Doughnut Holes with Orange-Vanilla Simple Syrup
Are you one of those nostalgic Creamsicle lovers like me? These doughnut holes, dredged in a syrup reminiscent of pure orange-vanilla goodness, are so easy to make. These were very, very popular in the taste-testing runs!
Yields approximately 36 mini doughnuts
- 1 lb (450 g) challah dough, risen
- oil, for frying
- 1 cup sugar
- 1 cup water
- 1 Tbsp vanilla sugar
- zest of 1 orange (see tip)
Roll the challah dough into small balls. Place on a cookie sheet. Cover with a slightly damp cloth and let rise for half an hour.

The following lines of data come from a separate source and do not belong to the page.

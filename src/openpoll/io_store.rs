// A poll repository persisted in a single JSON file.

use std::fs::{self, File, OpenOptions};
use std::io::ErrorKind;
use std::path::{Path, PathBuf};
use std::sync::{Mutex, MutexGuard};

use fs2::FileExt;
use log::{debug, info};
use serde::{Deserialize, Serialize};
use snafu::prelude::*;

use crate::openpoll::*;

/// Exclusive hold on `<store>.lock`. Released when dropped.
#[derive(Debug)]
struct StoreLock {
    file: File,
}

impl Drop for StoreLock {
    fn drop(&mut self) {
        let _ = self.file.unlock();
    }
}

fn lock_path_for(path: &Path) -> PathBuf {
    let mut p = path.as_os_str().to_owned();
    p.push(".lock");
    PathBuf::from(p)
}

// Blocks until no other store (in this process or another one) holds the lock.
fn acquire_store_lock(path: &Path) -> CliResult<StoreLock> {
    let lock_path = lock_path_for(path);
    let lock_str = lock_path.display().to_string();
    if let Some(dir) = lock_path.parent().filter(|d| !d.as_os_str().is_empty()) {
        fs::create_dir_all(dir).context(LockingStoreSnafu { path: &lock_str })?;
    }
    let file = OpenOptions::new()
        .create(true)
        .read(true)
        .write(true)
        .truncate(false)
        .open(&lock_path)
        .context(LockingStoreSnafu { path: &lock_str })?;
    file.lock_exclusive()
        .context(LockingStoreSnafu { path: &lock_str })?;
    debug!("acquire_store_lock: {}", lock_str);
    Ok(StoreLock { file })
}

/// Layout of the store file.
#[derive(Debug, Clone, Default, Serialize, Deserialize)]
struct StoreFile {
    polls: Vec<Poll>,
    responses: Vec<Response>,
}

impl StoreFile {
    // Oldest poll first, each poll followed by its responses in the order received.
    fn from_tables(tables: &PollTables) -> StoreFile {
        let mut polls: Vec<Poll> = tables.polls.values().cloned().collect();
        polls.sort_by(|a, b| a.created_at.cmp(&b.created_at).then(a.code.cmp(&b.code)));
        let responses = polls
            .iter()
            .flat_map(|p| tables.list_responses(p.id))
            .collect();
        StoreFile { polls, responses }
    }
}

/// Every write rewrites the whole file, through a temporary file and a rename, so a
/// crash leaves either the old or the new content. The in-memory tables only change
/// once the file is written.
///
/// An open store holds an exclusive lock on `<store>.lock` until it is dropped. Two
/// commands on the same file therefore run one after the other, and the snapshot
/// loaded by `open` stays the current content of the file for the life of the store.
#[derive(Debug)]
pub struct JsonFileStore {
    path: PathBuf,
    tables: Mutex<PollTables>,
    _lock: StoreLock,
}

impl JsonFileStore {
    /// Opens the store, waiting for any other holder of the store lock to finish.
    /// A missing file is an empty store; it is created on the first write.
    pub fn open(path: &str) -> CliResult<JsonFileStore> {
        let lock = acquire_store_lock(Path::new(path))?;
        let tables = match fs::read_to_string(path) {
            Ok(contents) => {
                let file: StoreFile =
                    serde_json::from_str(&contents).context(ParsingJsonSnafu { path })?;
                info!(
                    "Opened store {}: {} polls, {} responses",
                    path,
                    file.polls.len(),
                    file.responses.len()
                );
                PollTables::from_records(file.polls, file.responses).context(PollSnafu {})?
            }
            Err(e) if e.kind() == ErrorKind::NotFound => {
                info!("Store {} does not exist yet, starting empty", path);
                PollTables::default()
            }
            Err(e) => return Err(e).context(OpeningJsonSnafu { path }),
        };
        Ok(JsonFileStore {
            path: PathBuf::from(path),
            tables: Mutex::new(tables),
            _lock: lock,
        })
    }

    pub fn path(&self) -> &Path {
        &self.path
    }

    fn lock(&self) -> PollResult<MutexGuard<'_, PollTables>> {
        self.tables.lock().map_err(|_| PollError::Storage {
            message: format!("store {} lock poisoned", self.path.display()),
        })
    }

    fn persist(&self, tables: &PollTables) -> PollResult<()> {
        let storage = |what: &str, e: &dyn std::error::Error| PollError::Storage {
            message: format!("{} {}: {}", what, self.path.display(), e),
        };
        let js = serde_json::to_string_pretty(&StoreFile::from_tables(tables))
            .map_err(|e| storage("cannot serialize", &e))?;
        if let Some(dir) = self.path.parent().filter(|d| !d.as_os_str().is_empty()) {
            fs::create_dir_all(dir).map_err(|e| storage("cannot create the directory of", &e))?;
        }
        let mut tmp = self.path.clone().into_os_string();
        tmp.push(".tmp");
        let tmp = PathBuf::from(tmp);
        fs::write(&tmp, js).map_err(|e| storage("cannot write", &e))?;
        fs::rename(&tmp, &self.path).map_err(|e| storage("cannot replace", &e))?;
        debug!("persist: wrote {}", self.path.display());
        Ok(())
    }

    fn mutate<T>(&self, f: impl FnOnce(&mut PollTables) -> PollResult<T>) -> PollResult<T> {
        let mut current = self.lock()?;
        let mut next = current.clone();
        let res = f(&mut next)?;
        self.persist(&next)?;
        *current = next;
        Ok(res)
    }
}

impl PollRepository for JsonFileStore {
    fn find_poll_by_code(&self, code: &str) -> PollResult<Option<Poll>> {
        Ok(self.lock()?.find_poll_by_code(code))
    }

    fn find_poll_by_id(&self, id: PollId) -> PollResult<Option<Poll>> {
        Ok(self.lock()?.polls.get(&id).cloned())
    }

    fn insert_poll(&self, poll: Poll) -> PollResult<Poll> {
        self.mutate(|t| t.insert_poll(poll))
    }

    fn update_poll(&self, poll: &Poll) -> PollResult<()> {
        self.mutate(|t| t.update_poll(poll))
    }

    fn delete_poll(&self, id: PollId) -> PollResult<()> {
        self.mutate(|t| t.delete_poll(id))
    }

    fn insert_response(&self, response: Response) -> PollResult<Response> {
        self.mutate(|t| t.insert_response(response))
    }

    fn list_responses(&self, poll_id: PollId) -> PollResult<Vec<Response>> {
        Ok(self.lock()?.list_responses(poll_id))
    }

    fn count_responses(&self, poll_id: PollId) -> PollResult<u64> {
        Ok(self.lock()?.count_responses(poll_id))
    }

    fn list_polls(&self) -> PollResult<Vec<Poll>> {
        Ok(self.lock()?.polls.values().cloned().collect())
    }
}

Meanwhile, heat oil in a pan until it reaches 375–385°F (190–196°C) on a thermometer. Add the dough balls to the pan (don’t overcrowd the pan) and fry until browned on both sides (this can take less than a minute). Remove from the oil with a slotted spoon and set on paper towels to drain.
To make the syrup: In a small saucepan, bring sugar, water, and vanilla sugar to a light boil. Reduce heat and simmer for 20 minutes. Add the orange zest and mix to combine evenly.
Using a slotted spoon, dip each doughnut into the mixture to coat. Transfer to a serving dish and serve warm.
Tip: If you don’t love orange flavor, you can omit the orange zest and add a cinnamon stick to the syrup instead.